4 responses to “Left Hooks in Elevators: Acting on the Anger in Our Hearts”

  1. the Old Adam says:

    The whole thing stinks.

    ‘Sin’…the gift that keeps on giving.

  2. tanya says:

    It’s tough isn’t it? Mike Vick and Chris Brown’s restoration might suggest that the public can get over something this bad — but then, things like this accumulate in our consciousness, and we near some sense that we’ve “had enough,” or its the “last straw” in what we’ll tolerate from public figures. I’m feeling that way, about football players behaving badly. Intellectually I know that each crime is committed by an individual, but we’ve had plenty of reasons to grow weary and angry about these stories of violence.

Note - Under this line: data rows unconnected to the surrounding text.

//! # cascata Core
//!
//! Core library for the cascata retweet-network analyzer.
//!
//! This crate provides the graph representation and the algorithms that run
//! on it:
//!
//! - [`Graph`] - directed, weighted retweet graph built from vertices and
//!   `(from, to)` retweet edges
//! - [`GraphNode`] - one user with weighted `follows` / `followed_by`
//!   adjacency maps and derived retweet totals
//! - [`InfluencerGraph`] - a graph centered on one influencer, with reach
//!   and BFS shortest-path queries
//! - [`CascadeModel`] - threshold-based, generational behavior-adoption
//!   simulation seeded at one or more nodes
//!
//! ## Example
//!
//! ```rust
//! use cascata_core::{CascadeModel, CascadeParams, Graph};
//!
//! let mut graph = Graph::new();
//! for id in 1..=3 {
//!     graph.add_vertex(id);
//! }
//! // 2 retweeted 1 twice, 3 retweeted 1 once
//! graph.add_edge(1, 2).unwrap();
//! graph.add_edge(1, 2).unwrap();
//! graph.add_edge(1, 3).unwrap();
//!
//! let influencers = graph.find_influencers(1).unwrap();
//! assert_eq!(influencers, vec![1]);
//!
//! let model = CascadeModel::new(&graph);
//! let params = CascadeParams {
//!     max_generations: 5,
//!     reward_for_inertia: 1,
//!     reward_for_change: 1,
//! };
//! let entries = model.simulate(1, &params).unwrap();
//! assert_eq!(entries.last().unwrap().total_active, 3);
//! ```

pub mod cascade;
pub mod error;
pub mod graph;
pub mod influencer;
pub mod node;

pub use cascade::{CascadeEntry, CascadeModel, CascadeParams};
pub use error::{Error, Result};
pub use graph::Graph;
pub use influencer::InfluencerGraph;
pub use node::{GraphNode, NodeId};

    Moreover, how do you send the complicated message that this is beyond the pale — not ever, ever tolerable, not ever okay — because that’s what it will take, after all, for the violence against women to subside. How to combine that with the message that a person isn’t the worst thing they’ve ever done, as Helen Prejean puts it. So I’ve found myself a little uncomfortable with all the Christian bloggers talking about forgiveness for Rice. Well, yes, but let’s hope if this were 1930 we’d have more to say about lynching than to speak of the need for forgiveness and healing, because of course, we’d want it to stop. We’d want it to be viewed as so outrageous that only an outlier would ever even consider actually doing it. About violence against women, there needs to be some measure of, what,– is disgust too harsh a word?

  3. Sylvia says:

    Howie – thanks for the article. Tough to watch on TV, brings back memories of my parents. Try watching THAT as a child. And when I see the video, it brings me back to that very scared, 5 year old little girl, helpless and out of control, wondering when he’s going to come after me…..again! And you’re right, it is a very dark place when outrageous anger wells up inside me, the monster lives. I hate it. But only through Christ’s am I able to deal with the monster in my heart and head. Praise God! Thanks again for the article. Btw, I believe the casino was in NJ last February, not LV.

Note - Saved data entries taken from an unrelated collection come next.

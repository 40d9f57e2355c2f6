use crate::graph::Graph;
use crate::node::NodeId;
use ahash::{AHashMap, AHashSet};
use serde::{Deserialize, Serialize};
use std::collections::VecDeque;

/// A [`Graph`] centered on one designated influencer vertex.
///
/// Built by [`Graph::influencer_subgraph`]; holds the influencer's sphere of
/// influence and answers reach and hop-distance queries about it. The
/// designated id never changes after construction.
#[derive(Debug, Clone, Serialize, Deserialize)]
pub struct InfluencerGraph {
    graph: Graph,
    influencer: NodeId,
}

impl InfluencerGraph {
    #[inline]
    #[must_use]
    pub(crate) fn new(influencer: NodeId) -> Self {
        Self {
            graph: Graph::new(),
            influencer,
        }
    }

    /// The designated influencer vertex
    #[inline]
    #[must_use]
    pub fn influencer(&self) -> NodeId {
        self.influencer
    }

    #[inline]
    #[must_use]
    pub fn graph(&self) -> &Graph {
        &self.graph
    }

    #[inline]
    pub(crate) fn graph_mut(&mut self) -> &mut Graph {
        &mut self.graph
    }

    /// Number of vertices within the influencer's sphere, the influencer
    /// itself excluded
    #[inline]
    #[must_use]
    pub fn reach(&self) -> usize {
        self.graph.num_nodes().saturating_sub(1)
    }

    /// Shortest retweet-chain path from `target` back to the influencer.
    ///
    /// Runs a breadth-first search over follower edges starting at the
    /// influencer and reconstructs the path from parent pointers. The
    /// returned sequence starts at `target` and ends at the influencer,
    /// both inclusive. `None` when either endpoint is missing from the
    /// subgraph, when `target` is the influencer itself, or when no
    /// follower chain connects the two.
    #[must_use]
    pub fn shortest_path(&self, target: NodeId) -> Option<Vec<NodeId>> {
        if !self.graph.contains(target) || !self.graph.contains(self.influencer) {
            return None;
        }
        if target == self.influencer {
            return None;
        }
        let parents = self.bfs_parents(target)?;
        Some(self.rebuild_path(target, &parents))
    }

    /// BFS from the influencer toward `target`, recording each node's parent
    /// the first time it is discovered. `None` if `target` is never reached.
    fn bfs_parents(&self, target: NodeId) -> Option<AHashMap<NodeId, NodeId>> {
        let mut parents: AHashMap<NodeId, NodeId> = AHashMap::new();
        let mut visited: AHashSet<NodeId> = AHashSet::new();
        let mut frontier: VecDeque<NodeId> = VecDeque::new();
        frontier.push_back(self.influencer);
        while let Some(current) = frontier.pop_front() {
            if current == target {
                return Some(parents);
            }
            let Some(node) = self.graph.node(current) else {
                continue;
            };
            for &follower in node.followed_by().keys() {
                if visited.insert(follower) {
                    parents.insert(follower, current);
                    frontier.push_back(follower);
                }
            }
        }
        None
    }

    fn rebuild_path(&self, target: NodeId, parents: &AHashMap<NodeId, NodeId>) -> Vec<NodeId> {
        let mut path = vec![target];
        let mut current = target;
        while let Some(&parent) = parents.get(&current) {
            path.push(parent);
            if parent == self.influencer {
                break;
            }
            current = parent;
        }
        path
    }
}

impl std::fmt::Display for InfluencerGraph {
    fn fmt(&self, f: &mut std::fmt::Formatter<'_>) -> std::fmt::Result {
        write!(
            f,
            "{} centered on influencer {} (reach {})",
            self.graph,
            self.influencer,
            self.reach(),
        )
    }
}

    • Howie Espenshied says:

      Thanks for the correction (I’ve fixed that) and the candor Sylvia – well said.

      Tanya, I don’t think disgust is too strong a word, especially after viewing that video. I wonder though, does the video add to the disgust level? It seems to. Floyd Mayweather went to prison for 3 months for hitting his children’s mother in front of them. There’s no video of that, and he (unlike Rice) was charged and convicted. Taken equally, with no video, my disgust meter registers a little higher on the Mayweather incident – yet he has (for the most part) seen his image restored, and kept his HBO show…..but you’re right, none of it is ok.